LA GUERRA CIVILE SPAGNOLA. Nel 1936 in Spagna a vincere le elezioni politiche fu il Partito Popolare, composto da una coalizione di sinistra, che vinse con il 47% dei voti. Dall’altra, all’opposizione, il Fronte nazionale (una colazione di conservatori), con il 46% delle preferenze. Furono le forti tensioni fra alcuni esponenti radicali del fronte popolare e nazionale a portare allo scoppio della guerra civile. Il 17 luglio del 1936 vi fu infatti il colpo di stato da parte dei militari a danno del governo democraticamente eletto. Alla guida dei militari si pose subito il futuro dittatore spagnolo, Francisco Franco, il quale ottenne l’appoggio delle campagne. I grandi centri come Madrid, Barcellona rimasero fedeli alla Repubblica. Il conflitto militare fu lungo e sanguinoso. Da una parte il fronte democratico, composto da socialisti, comunisti e anarchici, sostenuto dall’Unione Sovietica. Dall’altra il fronte nazionale composto da conservatori e cattolici, sostenuto dalla Germania nazista e dall’Italia fascista. Francia e Regno Unito decisero di rimanere a guardare per non destabilizzare i delicati equilibri internazionali. Anche in questo conflitto i morti sul campo furono migliaia. Le stime attuali parlano 175 mila morti fra le file dell’esercito repubblicano e di 110 mila caduti per l’esercito nazionale. Fu una guerra sanguinosa che anticipò in tutto e per tutto la Seconda Guerra Mondiale.

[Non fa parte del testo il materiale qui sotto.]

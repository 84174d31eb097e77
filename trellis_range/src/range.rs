// Copyright 2026 the Trellis Authors
// SPDX-License-Identifier: Apache-2.0 OR MIT

//! The rectangular (row, column) window value type.

use core::ops::RangeInclusive;

/// An immutable window of (row, column) indices, or an explicit empty marker.
///
/// A `Window` always satisfies `top <= bottom` and `front_column <=
/// end_column`; [`GridRange::window`] normalizes inverted bounds to
/// [`GridRange::Empty`] so downstream consumers never observe a degenerate
/// window. A new range replaces the old one atomically on every recompute;
/// nothing mutates a range after construction.
#[derive(Debug, Clone, Copy, PartialEq, Eq)]
pub enum GridRange {
    /// No cells should be realized (empty data, or the viewport is not
    /// measurable yet).
    Empty,
    /// A non-empty rectangular window, all bounds inclusive.
    Window {
        /// First visible row index.
        top: usize,
        /// Last visible row index.
        bottom: usize,
        /// First visible column index along the front (leading) axis.
        front_column: usize,
        /// Last visible column index.
        end_column: usize,
    },
}

impl GridRange {
    /// Creates a window, normalizing inverted bounds to [`GridRange::Empty`].
    #[must_use]
    pub const fn window(top: usize, bottom: usize, front_column: usize, end_column: usize) -> Self {
        if top > bottom || front_column > end_column {
            Self::Empty
        } else {
            Self::Window {
                top,
                bottom,
                front_column,
                end_column,
            }
        }
    }

    /// Returns `true` if no cells should be realized.
    #[must_use]
    pub const fn is_empty(&self) -> bool {
        matches!(self, Self::Empty)
    }

    /// The inclusive row index range, if any.
    #[must_use]
    pub const fn rows(&self) -> Option<RangeInclusive<usize>> {
        match *self {
            Self::Empty => None,
            Self::Window { top, bottom, .. } => Some(top..=bottom),
        }
    }

    /// The inclusive column index range, if any.
    #[must_use]
    pub const fn columns(&self) -> Option<RangeInclusive<usize>> {
        match *self {
            Self::Empty => None,
            Self::Window {
                front_column,
                end_column,
                ..
            } => Some(front_column..=end_column),
        }
    }

    /// Number of rows in the window.
    #[must_use]
    pub const fn row_count(&self) -> usize {
        match *self {
            Self::Empty => 0,
            Self::Window { top, bottom, .. } => bottom - top + 1,
        }
    }

    /// Number of columns in the window.
    #[must_use]
    pub const fn column_count(&self) -> usize {
        match *self {
            Self::Empty => 0,
            Self::Window {
                front_column,
                end_column,
                ..
            } => end_column - front_column + 1,
        }
    }

    /// Number of (row, column) cells in the window.
    #[must_use]
    pub const fn cell_count(&self) -> usize {
        self.row_count() * self.column_count()
    }

    /// Returns `true` if the given row index lies inside the window.
    #[must_use]
    pub const fn contains_row(&self, row: usize) -> bool {
        match *self {
            Self::Empty => false,
            Self::Window { top, bottom, .. } => top <= row && row <= bottom,
        }
    }

    /// Returns `true` if the given column index lies inside the window.
    #[must_use]
    pub const fn contains_column(&self, column: usize) -> bool {
        match *self {
            Self::Empty => false,
            Self::Window {
                front_column,
                end_column,
                ..
            } => front_column <= column && column <= end_column,
        }
    }
}

#[cfg(test)]
mod tests {
    use super::GridRange;

    #[test]
    fn window_normalizes_inverted_bounds() {
        assert_eq!(GridRange::window(3, 2, 0, 0), GridRange::Empty);
        assert_eq!(GridRange::window(0, 0, 2, 1), GridRange::Empty);
        assert!(!GridRange::window(0, 0, 0, 0).is_empty());
    }

    #[test]
    fn counts_and_membership() {
        let range = GridRange::window(2, 6, 1, 3);
        assert_eq!(range.row_count(), 5);
        assert_eq!(range.column_count(), 3);
        assert_eq!(range.cell_count(), 15);
        assert!(range.contains_row(2));
        assert!(range.contains_row(6));
        assert!(!range.contains_row(7));
        assert!(range.contains_column(3));
        assert!(!range.contains_column(0));

        assert_eq!(GridRange::Empty.cell_count(), 0);
        assert!(!GridRange::Empty.contains_row(0));
    }

    #[test]
    fn rows_and_columns_iterate_inclusively() {
        let range = GridRange::window(1, 3, 0, 1);
        assert!(range.rows().unwrap().eq(1..=3));
        assert!(range.columns().unwrap().eq(0..=1));
        assert!(GridRange::Empty.rows().is_none());
        assert!(GridRange::Empty.columns().is_none());
    }
}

L’INTERVENTO ITALIANO. Quella dell’Italia fu, in un certo senso, una crociata per fermare il comunismo e il socialismo. Ma fu anche una “esercitazione” per testare sul campo nuove tecnologie e nuove tecniche di attacco. L’Italia di Mussolini intervenne al fianco di Francisco Franco inviando 1930 pezzi di artiglieria; 1496 mortai, 3400 mitragliatrici; 157 carro armati; 734 aerei e 80 mila uomini, tutti volontari. Sul campo caddero circa 3 mila uomini; i feriti 12 mila. Ma dall’Italia partirono anche circa 4 mila volontari, di questi 46 erano trentini, che andarono ad ingrossare le fila dell’esercito repubblicano. Erano socialisti, comunisti, anarchici e antifascisti che andarono a costituire la Brigata Garibaldi. Quella di Spagna fu quindi una guerra fortemente ideologica: fascisti contro antifascisti. Un copione che si ripeterà in Italia all’indomani dell’armistizio del 1943.

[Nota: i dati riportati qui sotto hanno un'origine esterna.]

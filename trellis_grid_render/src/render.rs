// Copyright 2026 the Trellis Authors
// SPDX-License-Identifier: Apache-2.0 OR MIT

//! Pluggable header/cell content renderers.
//!
//! The rendering core decides *which* cells to paint and *when*; what a cell
//! displays is delegated to these capability interfaces. A column may
//! configure its own renderer; otherwise the text defaults are used. The
//! choice is resolved once when a paint record is created, never per paint.
//!
//! Renderers must paint synchronously into the given element and return
//! nothing; by the time they run, the element has been inserted into the
//! paint surface, so they may read inserted-layout measurements from the
//! host if they need to.

use crate::host::GridHost;
use crate::source::{ColumnId, ColumnSpec};
use crate::theme::Theme;

/// Everything a header renderer gets to paint one header cell.
pub struct HeaderPaint<'a, H: GridHost + ?Sized> {
    /// The column's stable identifier.
    pub column_id: &'a ColumnId,
    /// The column definition.
    pub column: &'a ColumnSpec<H>,
    /// The content element to paint into; already inserted.
    pub element: &'a H::Element,
    /// The column's header data (typically the title).
    pub data: Option<&'a str>,
    /// `true` under right-to-left layout.
    pub right_to_left: bool,
    /// The active theme.
    pub theme: &'a dyn Theme,
}

impl<H: GridHost + ?Sized> std::fmt::Debug for HeaderPaint<'_, H> {
    fn fmt(&self, f: &mut std::fmt::Formatter<'_>) -> std::fmt::Result {
        f.debug_struct("HeaderPaint")
            .field("column_id", &self.column_id)
            .field("data", &self.data)
            .field("right_to_left", &self.right_to_left)
            .finish_non_exhaustive()
    }
}

/// Everything a cell renderer gets to paint one body cell.
pub struct CellPaint<'a, H: GridHost + ?Sized> {
    /// The column's stable identifier.
    pub column_id: &'a ColumnId,
    /// The column definition.
    pub column: &'a ColumnSpec<H>,
    /// The content element to paint into; already inserted.
    pub element: &'a H::Element,
    /// The row's value for the column's field.
    pub cell_data: Option<&'a str>,
    /// `true` under right-to-left layout.
    pub right_to_left: bool,
    /// The active theme.
    pub theme: &'a dyn Theme,
}

impl<H: GridHost + ?Sized> std::fmt::Debug for CellPaint<'_, H> {
    fn fmt(&self, f: &mut std::fmt::Formatter<'_>) -> std::fmt::Result {
        f.debug_struct("CellPaint")
            .field("column_id", &self.column_id)
            .field("cell_data", &self.cell_data)
            .field("right_to_left", &self.right_to_left)
            .finish_non_exhaustive()
    }
}

/// Paints a column's header content.
pub trait HeaderRenderer<H: GridHost + ?Sized> {
    /// Paints into `paint.element`, synchronously.
    fn render(&self, host: &mut H, paint: HeaderPaint<'_, H>);
}

/// Paints one cell's content.
pub trait CellRenderer<H: GridHost + ?Sized> {
    /// Paints into `paint.element`, synchronously.
    fn render(&self, host: &mut H, paint: CellPaint<'_, H>);
}

/// Default header renderer: the header data as plain text.
#[derive(Debug, Clone, Copy, Default)]
pub struct TextHeaderRenderer;

impl<H: GridHost + ?Sized> HeaderRenderer<H> for TextHeaderRenderer {
    fn render(&self, host: &mut H, paint: HeaderPaint<'_, H>) {
        host.set_text(paint.element, paint.data.unwrap_or(""));
    }
}

/// Default cell renderer: the field value as plain text.
#[derive(Debug, Clone, Copy, Default)]
pub struct TextCellRenderer;

impl<H: GridHost + ?Sized> CellRenderer<H> for TextCellRenderer {
    fn render(&self, host: &mut H, paint: CellPaint<'_, H>) {
        host.set_text(paint.element, paint.cell_data.unwrap_or(""));
    }
}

I TRENTINI NELLA GUERRA DI

SPAGNA. Fra i 70mila legionari italiani troviamo anche i 567 trentini: 38 caduti e 181 feriti. Erano uomini fra i 18 e i 50 anni che parteciparono alla guerra per difendere gli ideali fascisti contro l’antifascismo o per proteggere la religione cattolica dal comunismo. Per quanto riguarda nel dettaglio il caso del Trentino, i legionari volontari in Spagna avevano un livello di scolarizzazione alto. In alcuni casi i volontari trentini si sentivano i continuatori, e in un certo senso gli eredi, degli irredentisti; vale a dire di quei trentini che nel 1915 andarono volontari nell’esercito italiano. Un caso interessante è quello di Arturo Avancini, nato a Levico nel 1894, professione impiegato, e volontario nell’esercito italiano durante la Grande Guerra e decorato con la croce di guerra. Nel 1936 andrà volontario in Spagna, per difendere “l’ideologia fascista”, da dove non farà mai più ritorno.